## About this exercise
In the entries below, find the line with "pub enum CredentialConfig" and the line with "Split out from". Return those two lines and all lines between them, exactly.

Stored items
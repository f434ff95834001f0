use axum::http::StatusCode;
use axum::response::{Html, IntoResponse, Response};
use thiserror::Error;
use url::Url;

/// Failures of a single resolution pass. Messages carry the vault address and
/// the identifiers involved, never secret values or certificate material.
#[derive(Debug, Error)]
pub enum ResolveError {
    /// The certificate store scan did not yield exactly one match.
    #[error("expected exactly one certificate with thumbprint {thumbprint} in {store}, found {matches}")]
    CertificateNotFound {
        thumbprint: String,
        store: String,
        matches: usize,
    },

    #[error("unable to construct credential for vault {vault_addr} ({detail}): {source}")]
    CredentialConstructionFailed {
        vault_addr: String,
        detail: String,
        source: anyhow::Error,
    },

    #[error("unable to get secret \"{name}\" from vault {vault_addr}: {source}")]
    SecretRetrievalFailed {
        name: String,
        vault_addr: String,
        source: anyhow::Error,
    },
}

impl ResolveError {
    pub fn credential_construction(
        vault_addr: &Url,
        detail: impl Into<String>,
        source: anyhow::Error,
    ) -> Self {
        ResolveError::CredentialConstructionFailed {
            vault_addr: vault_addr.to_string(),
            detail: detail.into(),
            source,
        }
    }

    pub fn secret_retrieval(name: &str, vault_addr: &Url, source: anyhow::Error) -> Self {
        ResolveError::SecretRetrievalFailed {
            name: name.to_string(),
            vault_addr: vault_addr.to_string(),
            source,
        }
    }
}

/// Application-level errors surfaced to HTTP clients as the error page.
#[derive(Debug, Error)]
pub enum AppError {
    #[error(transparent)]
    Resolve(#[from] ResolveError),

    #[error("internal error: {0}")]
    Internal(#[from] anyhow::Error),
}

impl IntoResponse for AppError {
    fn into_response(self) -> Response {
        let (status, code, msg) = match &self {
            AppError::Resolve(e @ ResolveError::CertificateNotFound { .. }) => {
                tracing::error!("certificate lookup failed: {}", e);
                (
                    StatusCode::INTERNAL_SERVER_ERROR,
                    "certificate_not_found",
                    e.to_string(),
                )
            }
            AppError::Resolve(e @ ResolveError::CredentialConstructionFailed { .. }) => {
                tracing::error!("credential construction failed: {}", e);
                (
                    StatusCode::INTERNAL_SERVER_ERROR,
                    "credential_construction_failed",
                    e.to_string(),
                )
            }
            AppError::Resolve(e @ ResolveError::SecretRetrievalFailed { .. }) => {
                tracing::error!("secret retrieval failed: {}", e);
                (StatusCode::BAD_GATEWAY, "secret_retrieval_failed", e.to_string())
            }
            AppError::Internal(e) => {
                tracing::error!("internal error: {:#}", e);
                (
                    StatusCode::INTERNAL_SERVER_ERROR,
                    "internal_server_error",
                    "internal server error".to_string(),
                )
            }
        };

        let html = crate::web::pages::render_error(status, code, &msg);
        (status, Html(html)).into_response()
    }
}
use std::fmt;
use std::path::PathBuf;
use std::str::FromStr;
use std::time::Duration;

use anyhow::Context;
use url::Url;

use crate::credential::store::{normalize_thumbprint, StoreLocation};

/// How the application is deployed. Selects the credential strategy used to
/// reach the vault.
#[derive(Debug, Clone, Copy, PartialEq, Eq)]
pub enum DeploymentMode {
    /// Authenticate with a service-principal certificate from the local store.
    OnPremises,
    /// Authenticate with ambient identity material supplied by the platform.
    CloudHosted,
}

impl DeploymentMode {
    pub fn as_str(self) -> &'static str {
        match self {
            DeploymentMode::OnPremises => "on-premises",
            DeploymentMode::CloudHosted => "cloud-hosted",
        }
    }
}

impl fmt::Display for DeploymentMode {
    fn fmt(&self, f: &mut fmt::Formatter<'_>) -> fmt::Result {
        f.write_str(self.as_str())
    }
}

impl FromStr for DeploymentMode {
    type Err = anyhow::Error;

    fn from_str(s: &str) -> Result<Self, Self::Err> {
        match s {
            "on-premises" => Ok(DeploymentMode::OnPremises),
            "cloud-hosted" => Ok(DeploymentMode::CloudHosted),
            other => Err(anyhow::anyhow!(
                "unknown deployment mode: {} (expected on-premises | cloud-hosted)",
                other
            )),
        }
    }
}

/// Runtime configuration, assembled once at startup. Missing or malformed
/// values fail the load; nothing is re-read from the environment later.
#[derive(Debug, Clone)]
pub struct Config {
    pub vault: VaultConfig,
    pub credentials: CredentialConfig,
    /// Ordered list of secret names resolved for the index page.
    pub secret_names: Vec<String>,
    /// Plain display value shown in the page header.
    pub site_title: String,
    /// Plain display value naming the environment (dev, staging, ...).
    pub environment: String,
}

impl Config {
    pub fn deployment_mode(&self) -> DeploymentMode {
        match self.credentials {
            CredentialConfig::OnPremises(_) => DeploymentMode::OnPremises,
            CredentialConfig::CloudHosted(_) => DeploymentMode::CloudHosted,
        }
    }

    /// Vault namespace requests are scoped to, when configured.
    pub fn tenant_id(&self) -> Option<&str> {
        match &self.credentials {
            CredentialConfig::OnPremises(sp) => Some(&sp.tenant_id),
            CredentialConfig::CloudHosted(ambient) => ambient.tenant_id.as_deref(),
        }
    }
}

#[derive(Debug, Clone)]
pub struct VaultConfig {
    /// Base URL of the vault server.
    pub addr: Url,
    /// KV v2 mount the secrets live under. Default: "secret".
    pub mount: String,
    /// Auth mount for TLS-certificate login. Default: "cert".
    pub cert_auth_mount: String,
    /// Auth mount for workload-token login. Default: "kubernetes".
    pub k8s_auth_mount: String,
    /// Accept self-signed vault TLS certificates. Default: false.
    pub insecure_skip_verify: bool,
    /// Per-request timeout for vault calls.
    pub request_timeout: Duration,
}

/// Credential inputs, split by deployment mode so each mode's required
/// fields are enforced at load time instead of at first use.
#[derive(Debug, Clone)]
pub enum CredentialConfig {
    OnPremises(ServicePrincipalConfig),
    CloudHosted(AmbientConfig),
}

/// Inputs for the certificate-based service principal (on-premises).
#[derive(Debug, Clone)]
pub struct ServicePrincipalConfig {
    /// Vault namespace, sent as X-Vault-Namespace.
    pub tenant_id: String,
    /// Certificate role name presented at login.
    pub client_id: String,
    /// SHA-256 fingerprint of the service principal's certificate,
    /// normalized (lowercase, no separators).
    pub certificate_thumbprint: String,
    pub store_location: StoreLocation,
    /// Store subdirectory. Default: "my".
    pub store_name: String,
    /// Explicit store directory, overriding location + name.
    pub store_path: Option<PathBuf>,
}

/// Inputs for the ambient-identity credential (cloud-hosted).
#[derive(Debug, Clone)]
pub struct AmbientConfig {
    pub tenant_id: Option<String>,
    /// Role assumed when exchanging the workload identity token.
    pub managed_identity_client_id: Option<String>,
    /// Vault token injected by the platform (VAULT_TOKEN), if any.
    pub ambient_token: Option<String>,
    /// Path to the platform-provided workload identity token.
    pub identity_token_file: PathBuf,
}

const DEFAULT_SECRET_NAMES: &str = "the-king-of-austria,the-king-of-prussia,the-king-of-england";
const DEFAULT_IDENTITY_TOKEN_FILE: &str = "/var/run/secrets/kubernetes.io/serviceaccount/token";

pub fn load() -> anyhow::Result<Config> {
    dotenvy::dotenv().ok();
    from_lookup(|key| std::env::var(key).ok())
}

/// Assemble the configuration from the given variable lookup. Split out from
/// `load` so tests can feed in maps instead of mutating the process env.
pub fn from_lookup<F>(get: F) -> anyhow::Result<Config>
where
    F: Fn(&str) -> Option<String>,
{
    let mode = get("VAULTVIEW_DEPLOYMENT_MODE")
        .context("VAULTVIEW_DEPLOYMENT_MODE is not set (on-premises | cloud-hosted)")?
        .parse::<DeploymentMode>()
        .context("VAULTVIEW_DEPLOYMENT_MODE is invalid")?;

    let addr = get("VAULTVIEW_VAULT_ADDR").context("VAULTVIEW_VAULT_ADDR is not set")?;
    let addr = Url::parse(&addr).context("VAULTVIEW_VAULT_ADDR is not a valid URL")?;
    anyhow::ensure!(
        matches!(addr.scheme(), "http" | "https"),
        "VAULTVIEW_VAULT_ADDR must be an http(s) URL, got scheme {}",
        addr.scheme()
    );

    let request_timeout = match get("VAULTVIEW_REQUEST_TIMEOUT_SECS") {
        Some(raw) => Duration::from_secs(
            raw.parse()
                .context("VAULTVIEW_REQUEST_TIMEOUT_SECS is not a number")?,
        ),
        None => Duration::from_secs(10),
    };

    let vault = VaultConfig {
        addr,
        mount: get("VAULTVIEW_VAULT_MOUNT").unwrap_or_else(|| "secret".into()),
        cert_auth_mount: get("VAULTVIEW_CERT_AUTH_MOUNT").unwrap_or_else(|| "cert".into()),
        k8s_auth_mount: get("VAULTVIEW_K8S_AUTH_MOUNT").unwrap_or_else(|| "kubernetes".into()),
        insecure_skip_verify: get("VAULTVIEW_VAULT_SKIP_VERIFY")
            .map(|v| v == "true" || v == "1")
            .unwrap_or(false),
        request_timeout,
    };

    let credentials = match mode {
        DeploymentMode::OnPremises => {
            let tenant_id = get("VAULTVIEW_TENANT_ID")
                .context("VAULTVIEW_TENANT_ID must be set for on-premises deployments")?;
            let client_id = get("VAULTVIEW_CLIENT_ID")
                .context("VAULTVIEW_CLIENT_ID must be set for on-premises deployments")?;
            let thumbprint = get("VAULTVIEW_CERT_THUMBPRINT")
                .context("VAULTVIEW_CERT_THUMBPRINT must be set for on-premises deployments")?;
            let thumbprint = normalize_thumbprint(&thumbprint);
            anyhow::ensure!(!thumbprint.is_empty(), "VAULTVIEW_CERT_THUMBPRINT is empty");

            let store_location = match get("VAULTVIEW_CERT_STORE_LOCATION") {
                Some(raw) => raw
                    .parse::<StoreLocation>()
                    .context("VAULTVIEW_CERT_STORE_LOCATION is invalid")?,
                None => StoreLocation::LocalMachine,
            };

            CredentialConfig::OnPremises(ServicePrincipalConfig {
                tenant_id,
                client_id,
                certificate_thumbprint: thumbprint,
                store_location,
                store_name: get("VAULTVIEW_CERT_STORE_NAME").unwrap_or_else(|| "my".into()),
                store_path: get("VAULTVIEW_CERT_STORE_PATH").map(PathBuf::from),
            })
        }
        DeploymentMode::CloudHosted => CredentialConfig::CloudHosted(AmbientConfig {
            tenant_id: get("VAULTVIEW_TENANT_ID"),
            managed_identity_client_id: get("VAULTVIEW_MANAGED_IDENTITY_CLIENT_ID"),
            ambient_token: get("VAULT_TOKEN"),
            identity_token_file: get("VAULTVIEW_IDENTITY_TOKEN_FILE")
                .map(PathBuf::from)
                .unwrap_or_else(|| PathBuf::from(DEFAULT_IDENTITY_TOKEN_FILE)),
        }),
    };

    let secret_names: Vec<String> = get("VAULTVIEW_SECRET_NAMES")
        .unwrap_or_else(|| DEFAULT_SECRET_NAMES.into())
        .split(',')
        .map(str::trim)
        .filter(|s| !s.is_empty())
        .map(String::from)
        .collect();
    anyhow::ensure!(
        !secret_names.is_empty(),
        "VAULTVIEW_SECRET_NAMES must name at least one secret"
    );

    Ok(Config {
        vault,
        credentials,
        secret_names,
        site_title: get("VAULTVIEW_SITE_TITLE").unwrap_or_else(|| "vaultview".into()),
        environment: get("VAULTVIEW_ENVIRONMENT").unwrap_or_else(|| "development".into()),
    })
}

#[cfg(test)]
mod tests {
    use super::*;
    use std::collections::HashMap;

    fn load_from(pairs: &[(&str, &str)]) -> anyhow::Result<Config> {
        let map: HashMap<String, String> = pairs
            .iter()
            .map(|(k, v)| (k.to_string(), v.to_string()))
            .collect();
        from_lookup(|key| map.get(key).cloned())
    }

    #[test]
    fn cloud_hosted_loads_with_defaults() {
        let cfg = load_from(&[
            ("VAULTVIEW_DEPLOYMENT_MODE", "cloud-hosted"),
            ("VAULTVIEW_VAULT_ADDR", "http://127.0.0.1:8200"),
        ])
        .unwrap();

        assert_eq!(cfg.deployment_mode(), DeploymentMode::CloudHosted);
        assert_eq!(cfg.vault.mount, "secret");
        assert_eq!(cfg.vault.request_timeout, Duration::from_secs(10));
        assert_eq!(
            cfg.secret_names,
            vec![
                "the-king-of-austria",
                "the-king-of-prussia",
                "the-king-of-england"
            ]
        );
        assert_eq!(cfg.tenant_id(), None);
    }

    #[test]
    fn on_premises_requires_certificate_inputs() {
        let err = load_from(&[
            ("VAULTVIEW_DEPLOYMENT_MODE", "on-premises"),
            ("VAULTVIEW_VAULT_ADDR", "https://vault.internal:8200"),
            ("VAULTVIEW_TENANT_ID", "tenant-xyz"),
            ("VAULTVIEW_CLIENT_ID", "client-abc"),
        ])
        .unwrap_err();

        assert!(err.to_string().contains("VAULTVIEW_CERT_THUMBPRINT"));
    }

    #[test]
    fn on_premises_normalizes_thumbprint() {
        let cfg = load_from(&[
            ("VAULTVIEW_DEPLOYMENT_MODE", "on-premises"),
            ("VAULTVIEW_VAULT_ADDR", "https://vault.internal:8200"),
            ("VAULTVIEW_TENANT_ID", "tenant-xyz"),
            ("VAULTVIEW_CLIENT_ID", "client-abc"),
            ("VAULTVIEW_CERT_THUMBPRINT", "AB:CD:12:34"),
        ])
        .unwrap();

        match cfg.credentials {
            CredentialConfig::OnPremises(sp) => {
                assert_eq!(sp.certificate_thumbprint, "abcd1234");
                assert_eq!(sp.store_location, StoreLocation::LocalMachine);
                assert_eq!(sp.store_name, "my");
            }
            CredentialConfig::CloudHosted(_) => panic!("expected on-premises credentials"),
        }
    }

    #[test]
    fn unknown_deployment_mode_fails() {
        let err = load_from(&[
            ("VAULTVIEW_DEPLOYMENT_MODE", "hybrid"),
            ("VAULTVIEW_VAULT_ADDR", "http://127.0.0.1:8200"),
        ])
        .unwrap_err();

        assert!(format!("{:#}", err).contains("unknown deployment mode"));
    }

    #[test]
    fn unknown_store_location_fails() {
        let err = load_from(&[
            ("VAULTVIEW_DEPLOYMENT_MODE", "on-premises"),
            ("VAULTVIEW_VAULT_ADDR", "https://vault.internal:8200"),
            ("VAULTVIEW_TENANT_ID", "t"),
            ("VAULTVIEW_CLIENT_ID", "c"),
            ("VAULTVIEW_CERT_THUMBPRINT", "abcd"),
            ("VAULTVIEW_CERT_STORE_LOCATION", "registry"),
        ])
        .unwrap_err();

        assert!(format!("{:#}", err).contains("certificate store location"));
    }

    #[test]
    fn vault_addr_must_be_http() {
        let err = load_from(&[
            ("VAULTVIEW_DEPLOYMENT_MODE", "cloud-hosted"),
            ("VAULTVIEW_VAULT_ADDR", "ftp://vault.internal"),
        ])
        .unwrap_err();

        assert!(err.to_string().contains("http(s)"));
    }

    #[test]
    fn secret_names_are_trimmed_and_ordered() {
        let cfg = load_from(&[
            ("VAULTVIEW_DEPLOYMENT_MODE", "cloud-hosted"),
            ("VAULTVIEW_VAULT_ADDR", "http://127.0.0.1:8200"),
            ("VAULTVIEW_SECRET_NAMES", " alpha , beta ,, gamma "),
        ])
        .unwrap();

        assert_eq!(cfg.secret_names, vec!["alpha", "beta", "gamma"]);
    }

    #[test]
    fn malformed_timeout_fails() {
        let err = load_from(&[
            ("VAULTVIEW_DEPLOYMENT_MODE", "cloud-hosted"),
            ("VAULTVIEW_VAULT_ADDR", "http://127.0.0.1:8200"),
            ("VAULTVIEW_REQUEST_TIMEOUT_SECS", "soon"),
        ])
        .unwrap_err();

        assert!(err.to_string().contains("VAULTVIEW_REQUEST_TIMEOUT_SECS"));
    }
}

## Solution to this task
pub enum CredentialConfig {
    OnPremises(ServicePrincipalConfig),
    CloudHosted(AmbientConfig),
}

/// Inputs for the certificate-based service principal (on-premises).
#[derive(Debug, Clone)]
pub struct ServicePrincipalConfig {
    /// Vault namespace, sent as X-Vault-Namespace.
    pub tenant_id: String,
    /// Certificate role name presented at login.
    pub client_id: String,
    /// SHA-256 fingerprint of the service principal's certificate,
    /// normalized (lowercase, no separators).
    pub certificate_thumbprint: String,
    pub store_location: StoreLocation,
    /// Store subdirectory. Default: "my".
    pub store_name: String,
    /// Explicit store directory, overriding location + name.
    pub store_path: Option<PathBuf>,
}

/// Inputs for the ambient-identity credential (cloud-hosted).
#[derive(Debug, Clone)]
pub struct AmbientConfig {
    pub tenant_id: Option<String>,
    /// Role assumed when exchanging the workload identity token.
    pub managed_identity_client_id: Option<String>,
    /// Vault token injected by the platform (VAULT_TOKEN), if any.
    pub ambient_token: Option<String>,
    /// Path to the platform-provided workload identity token.
    pub identity_token_file: PathBuf,
}

const DEFAULT_SECRET_NAMES: &str = "the-king-of-austria,the-king-of-prussia,the-king-of-england";
const DEFAULT_IDENTITY_TOKEN_FILE: &str = "/var/run/secrets/kubernetes.io/serviceaccount/token";

pub fn load() -> anyhow::Result<Config> {
    dotenvy::dotenv().ok();
    from_lookup(|key| std::env::var(key).ok())
}

/// Assemble the configuration from the given variable lookup. Split out from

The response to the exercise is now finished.